• _Requirement_
Keep every line of the data below that has the string "contains" and present those lines.

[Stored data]
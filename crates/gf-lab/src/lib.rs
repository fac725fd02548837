//! # gf-lab — Simulated Certification Device
//!
//! A fully deterministic slot device for exercising gaff sequences without
//! hardware. Implements every collaborator interface the gaff engine needs.
//!
//! ## Architecture
//!
//! ```text
//! SimulatedDevice
//!     │
//!     ├── LabConfig (reels × rows, strip sets, feature rules)
//!     ├── ReelStrip sets (BG_R*, FG_A_R*, FG_B_R*)
//!     └── ChaCha8Rng (seeded)
//!           │
//!           v
//!     SessionView + OutcomeProvider + StepDriver → GameOutcome
//! ```

pub mod config;
pub mod device;
pub mod symbols;

pub use config::*;
pub use device::*;
pub use symbols::*;
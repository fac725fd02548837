//! Simulated Device — deterministic slot machine under gaff control
//!
//! Plays one game per [`StepDriver::play_game`] call on the strip set of the
//! current stage. Stops pinned through [`OutcomeProvider::pin`] are honoured
//! for the next game only; every other strip stops where the seeded RNG puts
//! it.
//!
//! ## Game rules
//!
//! - Base game: `trigger_scatters` or more scatters in view trigger free games
//!   on a feature strip set picked by the RNG (the set name is the stage label).
//!   Otherwise a progressive symbol in view on every strip awards that tier.
//! - Free games: each game pays `free_game_prize`; scatters retrigger and add
//!   `free_games_awarded` more games. The last game returns to the base game.
//! - Progressive: one presentation game, then back to the base game.

use std::collections::BTreeMap;

use rand::{Rng, SeedableRng};
use rand_chacha::ChaCha8Rng;
use serde::{Deserialize, Serialize};

use gf_gaff::{GaffError, NameFilter, OutcomeProvider, ReelStrip, StepDriver, StripStop};
use gf_stage::{
    CycleState, GameOutcome, GameStage, ProgressiveAward, ReelStop, SessionSnapshot, SessionView,
    StagePosition,
};

use crate::config::{LabConfig, LabError, ProgressiveSymbol};
use crate::symbols::generate_strip_set;

/// Device statistics
#[derive(Debug, Clone, Default, PartialEq, Eq, Serialize, Deserialize)]
pub struct DeviceStats {
    pub games: u64,
    pub base_games: u64,
    pub free_games: u64,
    /// Credits wagered on base games
    pub wagered: u64,
    pub features_triggered: u64,
    pub retriggers: u64,
    pub progressives_won: u64,
    /// Games that used at least one pinned stop
    pub gaffed_games: u64,
}

pub struct SimulatedDevice {
    config: LabConfig,
    strips: Vec<ReelStrip>,
    rng: ChaCha8Rng,
    session: SessionSnapshot,
    pins: BTreeMap<String, usize>,
    free_games_left: u32,
    stats: DeviceStats,
}

impl SimulatedDevice {
    pub fn new(config: LabConfig) -> Result<Self, LabError> {
        config.validate()?;
        let mut rng = ChaCha8Rng::seed_from_u64(config.seed);

        let mut strips = generate_strip_set(
            &mut rng,
            &config.base_set,
            config.reels,
            config.strip_length,
            &config.base_specials(),
        );
        for set in &config.feature_sets {
            strips.extend(generate_strip_set(
                &mut rng,
                set,
                config.reels,
                config.strip_length,
                &config.feature_specials(),
            ));
        }
        log::debug!(
            "Simulated device: {} strips, seed {}",
            strips.len(),
            config.seed
        );

        Ok(Self {
            config,
            strips,
            rng,
            session: SessionSnapshot {
                cycle_state: CycleState::IDLE,
                ..Default::default()
            },
            pins: BTreeMap::new(),
            free_games_left: 0,
            stats: DeviceStats::default(),
        })
    }

    /// Default device with the given seed
    pub fn seeded(seed: u64) -> Result<Self, LabError> {
        Self::new(LabConfig::with_seed(seed))
    }

    pub fn config(&self) -> &LabConfig {
        &self.config
    }

    pub fn stats(&self) -> &DeviceStats {
        &self.stats
    }

    pub fn session(&self) -> &SessionSnapshot {
        &self.session
    }

    pub fn free_games_remaining(&self) -> u32 {
        self.free_games_left
    }

    /// Strips spun in the current stage
    pub fn active_set(&self) -> &str {
        match self.session.stage.stage {
            GameStage::FreeGames => &self.session.stage.label,
            _ => &self.config.base_set,
        }
    }

    fn scatters_in_view(&self, stops: &[ReelStop]) -> usize {
        stops
            .iter()
            .flat_map(|s| s.symbols.iter())
            .filter(|s| **s == self.config.scatter_symbol)
            .count()
    }

    /// Highest tier whose symbol is in view on every strip
    fn progressive_line(&self, stops: &[ReelStop]) -> Option<&ProgressiveSymbol> {
        if stops.is_empty() {
            return None;
        }
        self.config
            .progressives
            .iter()
            .filter(|p| stops.iter().all(|s| s.symbols.contains(&p.symbol)))
            .max_by_key(|p| p.tier.level())
    }

    fn spin_active_set(&mut self) -> Vec<ReelStop> {
        let set = self.active_set().to_string();
        let height = self.config.window_height;
        let mut gaffed = false;
        let mut stops = Vec::with_capacity(self.config.reels);

        for strip in self.strips.iter().filter(|s| s.set == set) {
            let position = match self.pins.get(&strip.name) {
                Some(&pinned) => {
                    gaffed = true;
                    pinned
                }
                None => self.rng.random_range(0..strip.len()),
            };
            stops.push(ReelStop {
                strip: strip.name.clone(),
                position,
                symbols: strip
                    .window(position, height)
                    .into_iter()
                    .map(str::to_string)
                    .collect(),
            });
        }

        let ignored: Vec<&String> = self
            .pins
            .keys()
            .filter(|name| !stops.iter().any(|s| &s.strip == *name))
            .collect();
        if !ignored.is_empty() {
            log::debug!("Pins outside strip set '{set}' ignored: {ignored:?}");
        }
        if gaffed {
            self.stats.gaffed_games += 1;
        }
        stops
    }
}

impl SessionView for SimulatedDevice {
    fn game_count(&self) -> u64 {
        self.session.game_count()
    }

    fn total_awarded(&self) -> u64 {
        self.session.total_awarded()
    }

    fn cycle_state(&self) -> CycleState {
        self.session.cycle_state()
    }

    fn current_stage(&self) -> StagePosition {
        self.session.current_stage()
    }

    fn progressive_history(&self) -> &[ProgressiveAward] {
        self.session.progressive_history()
    }

    fn last_outcome(&self) -> Option<&GameOutcome> {
        self.session.last_outcome()
    }
}

impl OutcomeProvider for SimulatedDevice {
    fn strips(&self) -> &[ReelStrip] {
        &self.strips
    }

    fn window_height(&self) -> usize {
        self.config.window_height
    }

    fn pinned(&self, strip: &str) -> Option<usize> {
        self.pins.get(strip).copied()
    }

    fn pin(&mut self, stop: StripStop) -> Result<(), GaffError> {
        let Some(strip) = self.strips.iter().find(|s| s.name == stop.strip) else {
            return Err(GaffError::Device(format!("unknown strip '{}'", stop.strip)));
        };
        if stop.position >= strip.len() {
            return Err(GaffError::Device(format!(
                "stop {} out of range for strip '{}' ({} stops)",
                stop.position,
                stop.strip,
                strip.len()
            )));
        }
        log::debug!("Pinned {} at {}", stop.strip, stop.position);
        self.pins.insert(stop.strip, stop.position);
        Ok(())
    }

    fn clear_pins(&mut self) {
        if !self.pins.is_empty() {
            log::debug!("Cleared {} pin(s)", self.pins.len());
        }
        self.pins.clear();
    }

    fn choose(&mut self, choices: usize) -> usize {
        self.rng.random_range(0..choices.max(1))
    }
}

impl StepDriver for SimulatedDevice {
    fn play_game(&mut self) -> Result<GameOutcome, GaffError> {
        let stage_before = self.session.stage.clone();
        let stops = self.spin_active_set();
        let scatters = self.scatters_in_view(&stops);

        let mut outcome = GameOutcome::quiet(self.session.game_count + 1, stage_before.clone());
        outcome.stops = stops;
        self.stats.games += 1;

        match stage_before.stage {
            GameStage::BaseGame => {
                self.stats.base_games += 1;
                self.stats.wagered += self.config.game_cost;

                if scatters >= self.config.trigger_scatters {
                    let pick = self.rng.random_range(0..self.config.feature_sets.len());
                    let set = self.config.feature_sets[pick].clone();
                    self.free_games_left = self.config.free_games_awarded;
                    self.stats.features_triggered += 1;
                    log::info!(
                        "Game {}: {scatters} scatters, {} free games on {set}",
                        outcome.game_number,
                        self.free_games_left
                    );
                    outcome.triggered = Some(GameStage::FreeGames);
                    outcome.stage_after = StagePosition::new(GameStage::FreeGames, set);
                    outcome.cycle_state = CycleState::FEATURE_PENDING;
                } else if let Some(line) = self.progressive_line(&outcome.stops).cloned() {
                    self.stats.progressives_won += 1;
                    log::info!("Game {}: {} progressive", outcome.game_number, line.tier);
                    outcome.progressives.push(ProgressiveAward {
                        tier: line.tier,
                        amount: line.amount,
                    });
                    outcome.triggered = Some(GameStage::Progressive);
                    outcome.stage_after =
                        StagePosition::new(GameStage::Progressive, line.tier.display_name());
                    outcome.cycle_state = CycleState::PROGRESSIVE_PENDING;
                } else {
                    outcome.cycle_state = CycleState::IDLE;
                }
            }
            GameStage::FreeGames => {
                self.stats.free_games += 1;
                self.free_games_left = self.free_games_left.saturating_sub(1);
                outcome.awarded = self.config.free_game_prize;

                if scatters >= self.config.trigger_scatters {
                    self.free_games_left += self.config.free_games_awarded;
                    self.stats.retriggers += 1;
                    log::info!(
                        "Game {}: retrigger, {} free games left",
                        outcome.game_number,
                        self.free_games_left
                    );
                    outcome.triggered = Some(GameStage::FreeGames);
                }

                if self.free_games_left == 0 {
                    outcome.stage_after = StagePosition::base();
                    outcome.cycle_state = CycleState::FEATURE_COMPLETE | CycleState::IDLE;
                } else {
                    outcome.cycle_state = CycleState::IN_FEATURE;
                }
            }
            GameStage::Progressive | GameStage::Bonus => {
                outcome.stage_after = StagePosition::base();
                outcome.cycle_state = CycleState::FEATURE_COMPLETE | CycleState::IDLE;
            }
        }

        self.pins.clear();
        self.session.record(outcome.clone());
        Ok(outcome)
    }
}

/// Symbols in view on the named strip, for diagnostics
pub fn symbols_in_view(outcome: &GameOutcome, strip: &str, symbols: &NameFilter) -> usize {
    outcome
        .stop_for(strip)
        .map(|s| s.symbols.iter().filter(|name| symbols.matches(name)).count())
        .unwrap_or(0)
}
//! Decision makers — constrain the next draw to a scripted outcome
//!
//! Each variant filters the device's real strip layout down to legal stops
//! and either pins them for the next draw or just reports them.
//!
//! ## Variants
//!
//! - `SelectSymbols`: land symbols on exactly `count` matching strips, pin
//!   the rest clear of them
//! - `StripFinder`: locate stops showing at least `count` symbols, pin nothing
//! - `MultiStripFinder`: `SelectSymbols` applied per strip set, with a
//!   strategy for choosing among the sets

use std::collections::BTreeMap;
use std::fmt;

use serde::{Deserialize, Serialize};

use crate::error::GaffError;
use crate::filter::NameFilter;
use crate::provider::{OutcomeProvider, SymbolBounds, legal_positions};
use crate::strip::StripStop;

fn default_min() -> usize {
    1
}

fn default_max() -> usize {
    1
}

/// How `MultiStripFinder` picks among strip sets that can realize the layout
#[derive(Debug, Clone, Copy, PartialEq, Eq, Default, Serialize, Deserialize)]
#[serde(rename_all = "snake_case")]
pub enum SelectionStrategy {
    /// Device RNG picks one feasible set
    #[default]
    AnyOne,
    /// Every matching set must be realized
    All,
}

/// Strategy for constraining the next RNG draw
#[derive(Debug, Clone, PartialEq, Eq, Serialize, Deserialize)]
#[serde(tag = "type", rename_all = "snake_case")]
pub enum DecisionMaker {
    /// Land matching symbols on exactly `count` of the matching strips, each
    /// window showing `min..=max` of them; every other matching strip is
    /// pinned clear of the symbols.
    SelectSymbols {
        strips: NameFilter,
        symbols: NameFilter,
        count: usize,
        #[serde(default = "default_min")]
        min: usize,
        #[serde(default = "default_max")]
        max: usize,
    },
    /// Locate stops on matching strips showing at least `count` matching
    /// symbols, without pinning anything.
    StripFinder {
        strips: NameFilter,
        symbols: NameFilter,
        count: usize,
    },
    /// `SelectSymbols` over each strip set holding matching strips.
    MultiStripFinder {
        strips: NameFilter,
        symbols: NameFilter,
        count: usize,
        #[serde(default = "default_min")]
        min: usize,
        #[serde(default = "default_max")]
        max: usize,
        #[serde(default)]
        strategy: SelectionStrategy,
    },
}

/// What a decision maker did
#[derive(Debug, Clone, PartialEq, Eq, Default, Serialize, Deserialize)]
pub struct Decision {
    pub maker: String,
    /// Stops pinned for the next draw
    #[serde(default)]
    pub pinned: Vec<StripStop>,
    /// Stops located without pinning
    #[serde(default)]
    pub found: Vec<StripStop>,
}

impl DecisionMaker {
    pub fn select_symbols(strips: NameFilter, symbols: NameFilter, count: usize) -> Self {
        Self::SelectSymbols {
            strips,
            symbols,
            count,
            min: 1,
            max: 1,
        }
    }

    pub fn strip_finder(strips: NameFilter, symbols: NameFilter, count: usize) -> Self {
        Self::StripFinder {
            strips,
            symbols,
            count,
        }
    }

    pub fn multi_strip_finder(
        strips: NameFilter,
        symbols: NameFilter,
        count: usize,
        strategy: SelectionStrategy,
    ) -> Self {
        Self::MultiStripFinder {
            strips,
            symbols,
            count,
            min: 1,
            max: 1,
            strategy,
        }
    }

    /// Reject parameter combinations no layout could satisfy
    pub fn validate(&self) -> Result<(), String> {
        match self {
            Self::SelectSymbols { min, max, .. } | Self::MultiStripFinder { min, max, .. } => {
                if min > max {
                    return Err(format!("{self}: min {min} exceeds max {max}"));
                }
                if *min == 0 {
                    return Err(format!("{self}: min must be at least 1"));
                }
                Ok(())
            }
            Self::StripFinder { count, .. } => {
                if *count == 0 {
                    return Err(format!("{self}: count must be at least 1"));
                }
                Ok(())
            }
        }
    }

    /// Apply against the provider
    pub fn apply<P: OutcomeProvider + ?Sized>(
        &self,
        provider: &mut P,
    ) -> Result<Decision, GaffError> {
        let label = self.to_string();
        let mut decision = Decision {
            maker: label.clone(),
            ..Default::default()
        };

        match self {
            Self::SelectSymbols {
                strips,
                symbols,
                count,
                min,
                max,
            } => {
                let names: Vec<String> = provider
                    .strips()
                    .iter()
                    .filter(|s| strips.matches(&s.name))
                    .map(|s| s.name.clone())
                    .collect();
                if names.is_empty() {
                    return Err(GaffError::unsatisfiable(label, "no strip matches the filter"));
                }
                let plan = plan_placement(
                    provider,
                    &names,
                    symbols,
                    *count,
                    SymbolBounds::new(*min, *max),
                )
                .map_err(|reason| GaffError::unsatisfiable(&label, reason))?;
                pin_all(provider, &plan, &mut decision)?;
            }
            Self::StripFinder {
                strips,
                symbols,
                count,
            } => {
                let candidates = provider
                    .propose(strips, symbols, SymbolBounds::at_least(*count))
                    .map_err(|e| match e {
                        GaffError::Unsatisfiable { reason, .. } => {
                            GaffError::unsatisfiable(&label, reason)
                        }
                        other => other,
                    })?;
                decision.found = candidates.iter().map(|c| c.stop()).collect();
            }
            Self::MultiStripFinder {
                strips,
                symbols,
                count,
                min,
                max,
                strategy,
            } => {
                let mut sets: BTreeMap<String, Vec<String>> = BTreeMap::new();
                for strip in provider.strips().iter().filter(|s| strips.matches(&s.name)) {
                    sets.entry(strip.set.clone())
                        .or_default()
                        .push(strip.name.clone());
                }
                if sets.is_empty() {
                    return Err(GaffError::unsatisfiable(label, "no strip matches the filter"));
                }

                let bounds = SymbolBounds::new(*min, *max);
                let mut feasible = Vec::new();
                for (set, names) in &sets {
                    match plan_placement(provider, names, symbols, *count, bounds) {
                        Ok(plan) => feasible.push(plan),
                        Err(reason) => {
                            if *strategy == SelectionStrategy::All {
                                return Err(GaffError::unsatisfiable(
                                    label,
                                    format!("strip set '{set}': {reason}"),
                                ));
                            }
                            log::debug!("{label}: strip set '{set}' rejected: {reason}");
                        }
                    }
                }

                match strategy {
                    SelectionStrategy::All => {
                        for plan in &feasible {
                            pin_all(provider, plan, &mut decision)?;
                        }
                    }
                    SelectionStrategy::AnyOne => {
                        if feasible.is_empty() {
                            return Err(GaffError::unsatisfiable(
                                label,
                                "no strip set can realize the layout",
                            ));
                        }
                        let pick = provider.choose(feasible.len());
                        pin_all(provider, &feasible[pick], &mut decision)?;
                    }
                }
            }
        }

        log::debug!(
            "{}: pinned {} stop(s), found {}",
            decision.maker,
            decision.pinned.len(),
            decision.found.len()
        );
        Ok(decision)
    }
}

fn pin_all<P: OutcomeProvider + ?Sized>(
    provider: &mut P,
    plan: &[StripStop],
    decision: &mut Decision,
) -> Result<(), GaffError> {
    for stop in plan {
        provider.pin(stop.clone())?;
        decision.pinned.push(stop.clone());
    }
    Ok(())
}

/// Choose stops so exactly `count` of `names` show `bounds` matching symbols
/// and the rest show none. Strips already pinned keep their position and are
/// not re-pinned.
fn plan_placement<P: OutcomeProvider + ?Sized>(
    provider: &mut P,
    names: &[String],
    symbols: &NameFilter,
    count: usize,
    bounds: SymbolBounds,
) -> Result<Vec<StripStop>, String> {
    let height = provider.window_height();
    let mut locked_hits = 0usize;
    // (name, hit positions, clear positions) for unpinned strips
    let mut free: Vec<(String, Vec<usize>, Vec<usize>)> = Vec::new();

    for name in names {
        let Some(strip) = provider.strips().iter().find(|s| &s.name == name) else {
            return Err(format!("strip '{name}' not found"));
        };
        match provider.pinned(name) {
            Some(position) => {
                let shown = strip.count_in_window(position, height, symbols);
                if bounds.contains(shown) {
                    locked_hits += 1;
                } else if shown != 0 {
                    return Err(format!(
                        "strip '{name}' is pinned at {position} showing {shown} matching symbols"
                    ));
                }
            }
            None => {
                let hits = legal_positions(provider, strip, symbols, bounds);
                let clears = legal_positions(provider, strip, symbols, SymbolBounds::none());
                free.push((name.clone(), hits, clears));
            }
        }
    }

    if locked_hits > count {
        return Err(format!(
            "{locked_hits} pinned strips already show the symbols, more than {count}"
        ));
    }
    let need = count - locked_hits;

    let mut forced = Vec::new();
    let mut optional = Vec::new();
    for (index, (name, hits, clears)) in free.iter().enumerate() {
        match (hits.is_empty(), clears.is_empty()) {
            (true, true) => {
                return Err(format!("strip '{name}' has no legal stop for the layout"));
            }
            (false, true) => forced.push(index),
            (false, false) => optional.push(index),
            (true, false) => {}
        }
    }

    if forced.len() > need {
        return Err(format!(
            "{} strips cannot avoid the symbols but only {need} may show them",
            forced.len()
        ));
    }
    if forced.len() + optional.len() < need {
        return Err(format!(
            "only {} strips can show the symbols, {need} required",
            forced.len() + optional.len()
        ));
    }

    let mut chosen = forced;
    while chosen.len() < need {
        let pick = provider.choose(optional.len());
        chosen.push(optional.remove(pick));
    }

    let mut plan = Vec::with_capacity(free.len());
    for (index, (name, hits, clears)) in free.iter().enumerate() {
        let options = if chosen.contains(&index) { hits } else { clears };
        let position = options[provider.choose(options.len())];
        plan.push(StripStop::new(name.clone(), position));
    }
    Ok(plan)
}

impl fmt::Display for DecisionMaker {
    fn fmt(&self, f: &mut fmt::Formatter<'_>) -> fmt::Result {
        match self {
            Self::SelectSymbols {
                strips,
                symbols,
                count,
                min,
                max,
            } => write!(
                f,
                "SelectSymbols({symbols} x{count} on {strips}, {min}..={max} per strip)"
            ),
            Self::StripFinder {
                strips,
                symbols,
                count,
            } => write!(f, "StripFinder({symbols} x{count} on {strips})"),
            Self::MultiStripFinder {
                strips,
                symbols,
                count,
                strategy,
                ..
            } => write!(
                f,
                "MultiStripFinder({symbols} x{count} per set on {strips}, {strategy:?})"
            ),
        }
    }
}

• _Answer to the exercise_
            .filter(|p| stops.iter().all(|s| s.symbols.contains(&p.symbol)))
                if bounds.contains(shown) {
        let options = if chosen.contains(&index) { hits } else { clears };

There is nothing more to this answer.